**Exercise details:**
Scan the data for "encoded" and copy each matching line.

**Data under study:**
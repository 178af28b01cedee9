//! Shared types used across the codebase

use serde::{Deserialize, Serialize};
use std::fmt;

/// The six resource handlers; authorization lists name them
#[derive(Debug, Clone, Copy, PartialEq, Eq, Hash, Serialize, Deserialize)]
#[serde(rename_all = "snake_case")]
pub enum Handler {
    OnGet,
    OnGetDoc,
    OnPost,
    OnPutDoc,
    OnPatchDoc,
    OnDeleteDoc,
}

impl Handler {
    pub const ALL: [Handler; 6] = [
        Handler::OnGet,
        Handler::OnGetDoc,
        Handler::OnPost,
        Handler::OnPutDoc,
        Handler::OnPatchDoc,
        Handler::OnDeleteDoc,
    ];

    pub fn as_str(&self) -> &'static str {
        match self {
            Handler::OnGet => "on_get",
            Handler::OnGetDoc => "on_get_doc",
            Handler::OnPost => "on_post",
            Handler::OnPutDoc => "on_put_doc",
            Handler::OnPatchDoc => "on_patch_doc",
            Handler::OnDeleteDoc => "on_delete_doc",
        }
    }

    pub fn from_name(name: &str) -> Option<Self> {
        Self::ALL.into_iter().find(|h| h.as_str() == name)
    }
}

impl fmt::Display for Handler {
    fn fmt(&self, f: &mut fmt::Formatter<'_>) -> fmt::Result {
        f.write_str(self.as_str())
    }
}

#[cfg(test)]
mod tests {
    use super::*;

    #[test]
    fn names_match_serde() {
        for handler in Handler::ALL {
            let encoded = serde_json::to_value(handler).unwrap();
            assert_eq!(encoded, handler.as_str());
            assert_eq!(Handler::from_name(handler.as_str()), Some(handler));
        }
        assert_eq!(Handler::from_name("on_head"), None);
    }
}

**Task solution:**
            let encoded = serde_json::to_value(handler).unwrap();
            assert_eq!(encoded, handler.as_str());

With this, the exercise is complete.